Peptide coated poly(ε-caprolactone) generates antifouling surfaces for medical devices
- E. Sanchez-Rexach 1
- S. Nir 2
- M. Reches 2
- J.R. Sarasua 1
- 1 UPV/EHU, School of Engineering, Spain
- 2 The Hebrew University of Jerusalem, Jerusalem, Israel
Editorial: Jesús Salido Tercero ; Ma del Milagro Fernández Carrobles ; Óscar Déniz Suárez ; Ma Gloria Bueno García
ISBN: 978-84-09-06253-9
Año de publicación: 2018
Páginas: 181-184
Congreso: Congreso Anual de la Sociedad Española de Ingeniería Biomédica CASEIB (36. 2018. Ciudad Real)
Tipo: Aportación congreso
Resumen
Medical devices inserted into an organism are suspected to the growth of bacteria on their surface to form biofilm.

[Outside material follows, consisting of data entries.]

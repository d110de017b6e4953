//! Ocean wave field for the flat-scattered gallery.
//!
//! The height field combines three sine waves at different frequencies and
//! travel directions, attenuated toward the edge of the visible area. Pure
//! functions of (position, time, parameters).

/// Inputs the field reads each frame, snapshotted from the live settings.
#[derive(Clone, Copy, Debug)]
pub struct WaveParams {
    pub amplitude: f32,
    pub frequency: f32,
    /// Overall height multiplier (the "oceanic" swell size).
    pub scale: f32,
    /// Half extent of the bounded area, for the center falloff.
    pub half_extent: f32,
    pub y_offset: f32,
}

/// Sample-space scale: world coordinates are compressed before being fed to
/// the sine terms so one swell spans several surfaces.
const SAMPLE_SCALE: f32 = 0.1;

/// Raw wave displacement at world position (x, z).
pub fn wave_height(x: f32, z: f32, time: f32, p: &WaveParams) -> f32 {
    let sx = x * SAMPLE_SCALE;
    let sz = z * SAMPLE_SCALE;
    let f = p.frequency;

    let dist = (sx * sx + sz * sz).sqrt();
    let falloff = (1.0 - dist / p.half_extent.max(1e-4)).max(0.0);

    let wave1 = (sx * f + time).sin() * (sz * f + time).cos();
    let wave2 = ((sx + sz) * f * 0.5 + time * 1.2).sin();
    let wave3 = (sx * f * 0.8 - sz * f * 0.3 + time * 0.7).cos();

    (wave1 + wave2 + wave3) * p.amplitude * p.scale * falloff
}

/// Vertical position and tilt for a surface lying on the field.
///
/// The height is clamped to ±amplitude around the rest height and the tilts
/// are clamped so surfaces never flip.
pub fn wave_surface_pose(x: f32, z: f32, time: f32, p: &WaveParams) -> (f32, f32, f32) {
    let wave = wave_height(x, z, time, p);
    let y = (p.y_offset + wave).clamp(p.y_offset - p.amplitude, p.y_offset + p.amplitude);
    let tilt_x = (wave * 0.1).clamp(-0.3, 0.3);
    let tilt_z = (wave * 0.05).clamp(-0.2, 0.2);
    (y, tilt_x, tilt_z)
}

#[cfg(test)]
mod tests {
    use super::*;

    fn params() -> WaveParams {
        WaveParams {
            amplitude: 1.4,
            frequency: 6.2,
            scale: 4.1,
            half_extent: 8.0,
            y_offset: 0.0,
        }
    }

    #[test]
    fn test_height_deterministic() {
        let p = params();
        assert_eq!(wave_height(1.0, 2.0, 3.0, &p), wave_height(1.0, 2.0, 3.0, &p));
    }

    #[test]
    fn test_surface_height_clamped() {
        let p = params();
        for i in 0..300 {
            let x = (i as f32 * 0.37).sin() * 10.0;
            let z = (i as f32 * 0.61).cos() * 10.0;
            let (y, tx, tz) = wave_surface_pose(x, z, i as f32 * 0.1, &p);
            assert!(y >= p.y_offset - p.amplitude - 1e-6);
            assert!(y <= p.y_offset + p.amplitude + 1e-6);
            assert!(tx.abs() <= 0.3 + 1e-6);
            assert!(tz.abs() <= 0.2 + 1e-6);
        }
    }

    #[test]
    fn test_zero_amplitude_is_flat() {
        let mut p = params();
        p.amplitude = 0.0;
        let (y, tx, tz) = wave_surface_pose(3.0, -2.0, 5.0, &p);
        assert_eq!(y, p.y_offset);
        assert_eq!(tx, 0.0);
        assert_eq!(tz, 0.0);
    }

    #[test]
    fn test_falloff_zeroes_far_field() {
        let p = params();
        // SAMPLE_SCALE compresses coordinates, so go far out in world space.
        let far = p.half_extent / SAMPLE_SCALE * 2.0;
        assert_eq!(wave_height(far, 0.0, 1.0, &p), 0.0);
    }

    #[test]
    fn test_degenerate_half_extent() {
        let mut p = params();
        p.half_extent = 0.0;
        let h = wave_height(0.5, 0.5, 1.0, &p);
        assert!(h.is_finite());
    }
}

Biofilm can sometime resist antimicrobial treatments. Therefore, implant- associated infections cannot always be treated in an effective way with antibiotics, and in the majority of cases, the only way to fight the infection is to remove the implant. This event poses a public health problem, being crucial to find new strategies to face this serious issue. A promising approach to prevent biofilm formation on medical devices is by inhibiting the adhesion of bacteria to the surface using a coating that avoids bacterial attachment on surfaces, i.e., an antifouling coating. In this work, we used a fluorinated tripeptide that prevent biofilm formation to coat the biopolymer poly(ε-caprolactone) (PCL). A polymer suitable for making biodegradable medical devices. Our results show that PCL coated with this tripeptide reduced the amount of bacteria by ~50% when compared to bare PCL. This newly developed PCL can be useful for the formation of catheters, as well as of tissue engineering scaffolds.